**What the task asks:** Your task is to reproduce exactly the lines that run from the beginning of the data through the line where "MFT header on disk." appears.

(Records shown)

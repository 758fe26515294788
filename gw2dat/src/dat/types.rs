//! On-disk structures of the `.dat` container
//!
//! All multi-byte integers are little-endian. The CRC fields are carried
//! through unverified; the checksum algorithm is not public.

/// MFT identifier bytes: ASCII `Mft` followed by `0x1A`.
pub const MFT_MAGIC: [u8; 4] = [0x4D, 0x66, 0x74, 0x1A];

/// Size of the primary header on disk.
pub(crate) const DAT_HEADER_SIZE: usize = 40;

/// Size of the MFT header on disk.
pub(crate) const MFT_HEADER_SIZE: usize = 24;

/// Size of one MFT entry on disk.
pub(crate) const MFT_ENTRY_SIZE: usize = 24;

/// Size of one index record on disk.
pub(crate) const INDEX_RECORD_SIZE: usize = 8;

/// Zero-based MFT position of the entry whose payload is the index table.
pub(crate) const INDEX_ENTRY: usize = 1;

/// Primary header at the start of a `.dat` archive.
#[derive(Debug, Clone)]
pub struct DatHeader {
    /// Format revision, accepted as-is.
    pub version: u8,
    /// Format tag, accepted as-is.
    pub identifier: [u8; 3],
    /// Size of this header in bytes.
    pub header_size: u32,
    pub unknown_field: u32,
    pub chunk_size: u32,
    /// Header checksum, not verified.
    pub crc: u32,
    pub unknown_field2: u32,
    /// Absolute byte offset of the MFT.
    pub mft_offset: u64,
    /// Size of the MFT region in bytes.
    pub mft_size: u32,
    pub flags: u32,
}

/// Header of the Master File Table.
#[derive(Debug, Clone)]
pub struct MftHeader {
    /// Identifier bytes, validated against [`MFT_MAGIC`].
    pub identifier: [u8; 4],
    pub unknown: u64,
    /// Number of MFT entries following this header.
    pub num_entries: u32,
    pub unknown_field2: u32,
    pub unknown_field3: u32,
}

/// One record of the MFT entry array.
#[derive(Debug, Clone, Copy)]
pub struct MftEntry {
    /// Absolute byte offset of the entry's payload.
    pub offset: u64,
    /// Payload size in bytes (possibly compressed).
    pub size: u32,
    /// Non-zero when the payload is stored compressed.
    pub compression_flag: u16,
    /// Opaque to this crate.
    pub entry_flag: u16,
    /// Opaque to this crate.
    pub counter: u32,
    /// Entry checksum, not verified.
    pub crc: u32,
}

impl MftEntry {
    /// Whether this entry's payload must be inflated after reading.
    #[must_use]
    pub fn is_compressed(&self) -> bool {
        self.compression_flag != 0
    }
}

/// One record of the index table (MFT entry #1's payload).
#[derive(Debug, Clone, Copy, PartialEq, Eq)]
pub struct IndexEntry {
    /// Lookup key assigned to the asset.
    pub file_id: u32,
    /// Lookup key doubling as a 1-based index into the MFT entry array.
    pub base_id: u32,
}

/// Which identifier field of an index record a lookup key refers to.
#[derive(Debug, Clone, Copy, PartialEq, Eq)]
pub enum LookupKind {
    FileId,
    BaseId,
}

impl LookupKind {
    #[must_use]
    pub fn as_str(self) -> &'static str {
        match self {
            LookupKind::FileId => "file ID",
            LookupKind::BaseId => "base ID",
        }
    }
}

(End Records shown)

**Solution to this problem:**
repository 758fe26515294788
filename gw2dat/src/dat/types.rs
//! On-disk structures of the `.dat` container
//!
//! All multi-byte integers are little-endian. The CRC fields are carried
//! through unverified; the checksum algorithm is not public.

/// MFT identifier bytes: ASCII `Mft` followed by `0x1A`.
pub const MFT_MAGIC: [u8; 4] = [0x4D, 0x66, 0x74, 0x1A];

/// Size of the primary header on disk.
pub(crate) const DAT_HEADER_SIZE: usize = 40;

/// Size of the MFT header on disk.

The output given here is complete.